Иван на всякий случай объехал в тот день и назавтра еще и других, всюду перевешивая дмитровского князя дарами, пока не почувствовал, что хватит – чаша весов, безусловно, склонилась на его сторону. Ему даже на мгновение стало жаль неразумного соседа, что поволокся в Орду тщетно спорить с ним, Иваном. Последнее добро, чать, выгреб из сундуков! Лучше бы о себе попридержал. Хоша супруге на прокорм оставить!
Жалость как пришла, так и ушла. Было не до жалости. Маленькое Дмитровское княжество стояло тем не менее на северных путях торговых. Москве или Твери, а поддаться оно должно было все равно. Даром ли при Михайле во тверских подручных ходили? "Забрать Дмитров – умалить Тверь, старого ворога своего!" – подумал так – и стало не жаль старика. Мешал. А потому – надлежало убрать.

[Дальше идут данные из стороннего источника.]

//! Image URL building
//!
//! Pure functions from (stored asset path, transform options) to a delivery
//! URL. No I/O, never fails: an empty path yields an empty string.

mod url_builder;

pub use url_builder::{Effects, Fit, ImageBackend, ImageOptions, ImageUrlBuilder, Quality};

/// Width of the display rendition attached to every painting
pub const DISPLAY_WIDTH: u32 = 1200;
use std::collections::BTreeMap;

use crystal_delve_core::{
    Action, Command, Coord, Direction, Dungeon, EnemyId, EnemySpawn, Event, GameStatus, Grid, Item,
    Species, Tile, PLAYER_MAX_HP,
};
use crystal_delve_world::{
    self as world, query, World, BLOCKED_MESSAGE, DEFEAT_MESSAGE, FULL_HEALTH_MESSAGE,
    HEAL_MESSAGE, REST_MESSAGE,
};

const CORRIDOR: &str = "
#######
#....>#
#.#####
#######
";

const ROOM: &str = "
#####
#...#
#...#
#..>#
#####
";

fn blueprint(layout: &str, start: Coord) -> Dungeon {
    let grid = Grid::from_ascii(layout).expect("layout parses");
    let exit = grid
        .cells()
        .find(|cell| grid.tile(*cell) == Some(Tile::Exit))
        .expect("layout has an exit");
    Dungeon {
        grid,
        start,
        exit,
        items: BTreeMap::new(),
        enemies: Vec::new(),
    }
}

fn with_enemies(mut dungeon: Dungeon, enemies: &[(Species, Coord)]) -> Dungeon {
    dungeon.enemies = enemies
        .iter()
        .enumerate()
        .map(|(index, (species, cell))| EnemySpawn {
            id: EnemyId::new(index as u32),
            species: *species,
            cell: *cell,
        })
        .collect();
    dungeon
}

fn with_items(mut dungeon: Dungeon, items: &[(Coord, Item)]) -> Dungeon {
    dungeon.items = items.iter().copied().collect();
    dungeon
}

fn load(dungeon: Dungeon) -> World {
    let mut world = World::new();
    let mut events = Vec::new();
    world::apply(&mut world, Command::LoadDungeon { dungeon }, &mut events);
    world
}

fn act(world: &mut World, action: Action) -> Vec<Event> {
    let mut events = Vec::new();
    world::apply(world, Command::Act { action }, &mut events);
    events
}

fn step(world: &mut World, direction: Direction) -> Vec<Event> {
    act(world, Action::Move(direction))
}

#[test]
fn walking_into_a_wall_costs_no_turn() {
    let dungeon = with_enemies(
        blueprint(CORRIDOR, Coord::new(2, 1)),
        &[(Species::Goblin, Coord::new(4, 1))],
    );
    let mut world = load(dungeon);
    let before = query::snapshot(&world);

    let events = step(&mut world, Direction::North);

    assert_eq!(
        events,
        vec![Event::MoveBlocked {
            target: Coord::new(2, 0)
        }]
    );
    let after = query::snapshot(&world);
    assert_eq!(after.player, before.player);
    assert_eq!(after.enemies, before.enemies, "enemies must not act");
    assert_eq!(query::message(&world), BLOCKED_MESSAGE);
}

#[test]
fn moving_off_the_map_is_a_silent_no_op() {
    let mut grid = Grid::filled(Tile::Wall);
    grid.set(Coord::new(0, 1), Tile::Floor);
    grid.set(Coord::new(1, 1), Tile::Exit);
    let dungeon = Dungeon {
        grid,
        start: Coord::new(0, 1),
        exit: Coord::new(1, 1),
        items: BTreeMap::new(),
        enemies: Vec::new(),
    };
    let mut world = load(dungeon);
    let before = query::snapshot(&world);

    let events = step(&mut world, Direction::West);

    assert!(events.is_empty());
    assert_eq!(query::snapshot(&world), before);
}

#[test]
fn generated_dungeon_with_wall_to_the_east_blocks_the_move() {
    let mut world = World::new();
    let seed = (0..10_000u64)
        .find(|seed| {
            let mut events = Vec::new();
            let command = Command::NewGame { seed: Some(*seed) };
            world::apply(&mut world, command, &mut events);
            let start = query::player(&world).cell;
            let east = start.step(Direction::East).expect("east neighbour exists");
            query::tile_at(&world, east) == Some(Tile::Wall)
        })
        .expect("some seed starts next to an eastern wall");

    assert_eq!(query::seed(&world), Some(seed));
    let before = query::snapshot(&world);

    let _ = step(&mut world, Direction::East);

    let after = query::snapshot(&world);
    assert_eq!(after.player.cell, before.player.cell);
    assert_eq!(after.player.crystals, before.player.crystals);
    assert_eq!(after.player.score, before.player.score);
    assert_eq!(after.enemies, before.enemies);
    assert_eq!(after.message, BLOCKED_MESSAGE);
}

#[test]
fn stepping_onto_floor_scores_and_clears_the_message() {
    let mut world = load(blueprint(CORRIDOR, Coord::new(1, 1)));

    let events = step(&mut world, Direction::East);

    assert_eq!(
        events.first(),
        Some(&Event::PlayerMoved {
            from: Coord::new(1, 1),
            to: Coord::new(2, 1),
        })
    );
    assert_eq!(query::player(&world).score, 1);
    assert_eq!(query::message(&world), "");
    assert!(query::is_visible(&world, Coord::new(2, 1)));
}

#[test]
fn crystals_add_to_count_and_score() {
    let dungeon = with_items(
        blueprint(CORRIDOR, Coord::new(1, 1)),
        &[(Coord::new(2, 1), Item::crystal())],
    );
    let mut world = load(dungeon);

    let events = step(&mut world, Direction::East);

    let player = query::player(&world);
    assert_eq!(player.crystals, 1);
    assert_eq!(player.score, 11);
    assert_eq!(query::message(&world), "You pocket a shimmering crystal!");
    assert_eq!(query::item_at(&world, Coord::new(2, 1)), None);
    assert!(events.contains(&Event::ItemCollected {
        cell: Coord::new(2, 1),
        kind: crystal_delve_core::ItemKind::Crystal,
        gained: 1,
    }));
}

#[test]
fn heart_at_full_health_is_consumed_without_healing() {
    let dungeon = with_items(
        blueprint(CORRIDOR, Coord::new(1, 1)),
        &[(Coord::new(2, 1), Item::heart())],
    );
    let mut world = load(dungeon);

    let _ = step(&mut world, Direction::East);

    assert_eq!(query::player(&world).hp, PLAYER_MAX_HP);
    assert_eq!(query::message(&world), FULL_HEALTH_MESSAGE);
    assert_eq!(query::item_at(&world, Coord::new(2, 1)), None);
}

#[test]
fn heart_one_below_maximum_heals_exactly_to_the_cap() {
    let dungeon = with_enemies(
        with_items(
            blueprint(CORRIDOR, Coord::new(1, 1)),
            &[(Coord::new(2, 1), Item::heart())],
        ),
        &[(Species::Goblin, Coord::new(1, 2))],
    );
    let mut world = load(dungeon);

    let _ = act(&mut world, Action::Wait);
    assert_eq!(query::player(&world).hp, PLAYER_MAX_HP - 1);
    assert_eq!(query::message(&world), "The goblin hits you!");

    let _ = step(&mut world, Direction::East);

    assert_eq!(query::player(&world).hp, PLAYER_MAX_HP);
    assert_eq!(query::message(&world), HEAL_MESSAGE);
    assert_eq!(
        query::enemy_at(&world, Coord::new(1, 1)).map(|enemy| enemy.species),
        Some(Species::Goblin),
        "goblin follows into the vacated tile"
    );
}

#[test]
fn bumping_a_goblin_kills_it_in_one_strike() {
    let dungeon = with_enemies(
        blueprint(CORRIDOR, Coord::new(1, 1)),
        &[(Species::Goblin, Coord::new(2, 1))],
    );
    let mut world = load(dungeon);

    let events = step(&mut world, Direction::East);

    assert!(query::enemies(&world).is_empty());
    assert_eq!(query::player(&world).cell, Coord::new(1, 1));
    assert_eq!(query::player(&world).score, 5);
    assert_eq!(query::message(&world), "The goblin falls!");
    assert!(events.contains(&Event::EnemyDefeated {
        enemy: EnemyId::new(0),
        species: Species::Goblin,
    }));
}

#[test]
fn bat_with_one_hit_point_falls_with_defeat_message() {
    let dungeon = with_enemies(
        blueprint(CORRIDOR, Coord::new(1, 1)),
        &[(Species::Bat, Coord::new(1, 2))],
    );
    let mut world = load(dungeon);

    let _ = step(&mut world, Direction::South);

    assert!(query::enemy_at(&world, Coord::new(1, 2)).is_none());
    assert_eq!(query::message(&world), "The bat falls!");
}

#[test]
fn surviving_enemy_strikes_back_in_the_same_turn() {
    let dungeon = with_enemies(
        blueprint(CORRIDOR, Coord::new(1, 1)),
        &[(Species::Slime, Coord::new(2, 1))],
    );
    let mut world = load(dungeon);

    let events = step(&mut world, Direction::East);

    let slime = query::enemy_at(&world, Coord::new(2, 1)).expect("slime survives");
    assert_eq!(slime.hp, 1);
    assert_eq!(query::player(&world).hp, PLAYER_MAX_HP - 1);
    assert_eq!(query::player(&world).score, 5);
    assert_eq!(query::message(&world), "The slime hits you!");
    assert_eq!(
        &events[..2],
        &[
            Event::EnemyStruck {
                enemy: EnemyId::new(0),
                remaining_hp: 1,
            },
            Event::PlayerHit {
                enemy: EnemyId::new(0),
                damage: 1,
                remaining_hp: PLAYER_MAX_HP - 1,
            },
        ]
    );
}

#[test]
fn resting_lets_enemies_close_in() {
    let dungeon = with_enemies(
        blueprint(CORRIDOR, Coord::new(1, 1)),
        &[(Species::Goblin, Coord::new(4, 1))],
    );
    let mut world = load(dungeon);

    let events = act(&mut world, Action::Wait);

    assert_eq!(events.first(), Some(&Event::PlayerRested));
    assert_eq!(query::message(&world), REST_MESSAGE);
    assert!(events.contains(&Event::EnemyAdvanced {
        enemy: EnemyId::new(0),
        from: Coord::new(4, 1),
        to: Coord::new(3, 1),
    }));
}

#[test]
fn enemies_move_in_roster_order_and_see_earlier_moves() {
    let dungeon = with_enemies(
        blueprint(CORRIDOR, Coord::new(1, 1)),
        &[
            (Species::Goblin, Coord::new(3, 1)),
            (Species::Slime, Coord::new(4, 1)),
        ],
    );
    let mut world = load(dungeon);

    let _ = act(&mut world, Action::Wait);

    let cells: Vec<Coord> = query::enemies(&world)
        .iter()
        .map(|enemy| enemy.cell)
        .collect();
    assert_eq!(cells, vec![Coord::new(2, 1), Coord::new(3, 1)]);
}

#[test]
fn later_enemy_waits_behind_an_earlier_one() {
    let dungeon = with_enemies(
        blueprint(CORRIDOR, Coord::new(1, 1)),
        &[
            (Species::Slime, Coord::new(4, 1)),
            (Species::Goblin, Coord::new(3, 1)),
        ],
    );
    let mut world = load(dungeon);

    let _ = act(&mut world, Action::Wait);

    let cells: Vec<Coord> = query::enemies(&world)
        .iter()
        .map(|enemy| enemy.cell)
        .collect();
    assert_eq!(
        cells,
        vec![Coord::new(4, 1), Coord::new(2, 1)],
        "slime is blocked by the goblin that has not moved yet"
    );
}

#[test]
fn reaching_the_exit_wins_and_skips_the_enemy_phase() {
    let dungeon = with_enemies(
        with_items(
            blueprint(CORRIDOR, Coord::new(3, 1)),
            &[(Coord::new(4, 1), Item::crystal())],
        ),
        &[(Species::Goblin, Coord::new(1, 2))],
    );
    let mut world = load(dungeon);

    let _ = step(&mut world, Direction::East);
    let events = step(&mut world, Direction::East);

    assert_eq!(query::status(&world), GameStatus::Won);
    assert_eq!(query::message(&world), "You escape with 1 crystals!");
    assert!(events.contains(&Event::StatusChanged {
        status: GameStatus::Won
    }));
    assert!(!events
        .iter()
        .any(|event| matches!(event, Event::EnemyAdvanced { .. } | Event::PlayerHit { .. })));

    let frozen = query::snapshot(&world);
    let events = act(&mut world, Action::Wait);
    assert!(events.is_empty());
    assert_eq!(query::snapshot(&world), frozen);
}

#[test]
fn defeat_keeps_resolving_remaining_enemies() {
    let dungeon = with_enemies(
        blueprint(ROOM, Coord::new(2, 2)),
        &[
            (Species::Goblin, Coord::new(2, 1)),
            (Species::Bat, Coord::new(1, 2)),
            (Species::Slime, Coord::new(3, 2)),
        ],
    );
    let mut world = load(dungeon);

    let _ = act(&mut world, Action::Wait);
    let _ = act(&mut world, Action::Wait);
    assert_eq!(query::player(&world).hp, 2);
    assert_eq!(query::status(&world), GameStatus::Playing);

    let events = act(&mut world, Action::Wait);

    assert_eq!(query::status(&world), GameStatus::Lost);
    assert_eq!(
        query::player(&world).hp,
        -1,
        "last hit lands on a fallen player"
    );
    assert_eq!(query::message(&world), DEFEAT_MESSAGE);
    let hits = events
        .iter()
        .filter(|event| matches!(event, Event::PlayerHit { .. }))
        .count();
    assert_eq!(hits, 3);
    let transitions = events
        .iter()
        .filter(|event| matches!(event, Event::StatusChanged { .. }))
        .count();
    assert_eq!(transitions, 1);

    let frozen = query::snapshot(&world);
    assert!(step(&mut world, Direction::South).is_empty());
    assert_eq!(query::snapshot(&world), frozen);
}

#[test]
fn new_game_discards_the_previous_one() {
    let dungeon = with_enemies(
        blueprint(CORRIDOR, Coord::new(4, 1)),
        &[(Species::Goblin, Coord::new(1, 1))],
    );
    let mut world = load(dungeon);
    let _ = step(&mut world, Direction::East);
    assert_eq!(query::status(&world), GameStatus::Won);

    let mut events = Vec::new();
    world::apply(&mut world, Command::NewGame { seed: Some(5) }, &mut events);

    assert_eq!(query::status(&world), GameStatus::Playing);
    let player = query::player(&world);
    assert_eq!(player.hp, PLAYER_MAX_HP);
    assert_eq!((player.crystals, player.score), (0, 0));
    assert_eq!(query::visible(&world), query::seen(&world));
    assert_eq!(
        events
            .iter()
            .filter(|event| matches!(event, Event::GameStarted { .. }))
            .count(),
        1
    );
}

И снова был Узбек. Свой, родной, до смутного ужаса любимый, капризный и изменчивый, как балованная красавица, явно что-то скрывающий от него на сей раз… И снова это загадочное:
– Не много ли ты хочешь, князь?
(Не много, ой, не много! Знал бы ты, кесарь, сколь безмерны желанья мои и какой малости добиваюсь от тебя ныне! Слава Вышнему, что он один веси тайная сердец человеческих!) И снова улыбки и дары, дары и улыбки… Старые знакомцы постарались за него излиха. И все-таки был один миг неверный, миг, в который Иван едва не смутился духом. Это когда старый дмитровский князь, понявши наконец, что потерял все, что малые дары его ни во что же пришли и даже последней жалкой чести – чести верного ханского слуги – ему не оставляют, обвинив в союзе с Литвой и измене, вдруг непристойно и нелепо, как не ведут себя никогда в ханских покоях, завопил, вытягивая худую шею, тыкая издали в Ивана острым перстом. Завопил, заорал надрывно, исказясь ликом, брызгаясь, выкрикивая что-то неразборчивое, взахлеб, где только и было слышно:
– Тать! Кровопивец! Тать! Тать! Тать! Ростов и нас!.. Ростов и нас! Пожди! Ужо! Погоди! Суда божья! Аспид! Тать! Тать! Тать! Кровопивец несытый!
И пока его выводили под руки, почти волокли по коврам – ноги князя Бориса не слушались, заплетались, цепляя, – все то время старик бесстудно орал и тыкал, тыкал перстом в Ивана, изрыгая хулы и проклятья.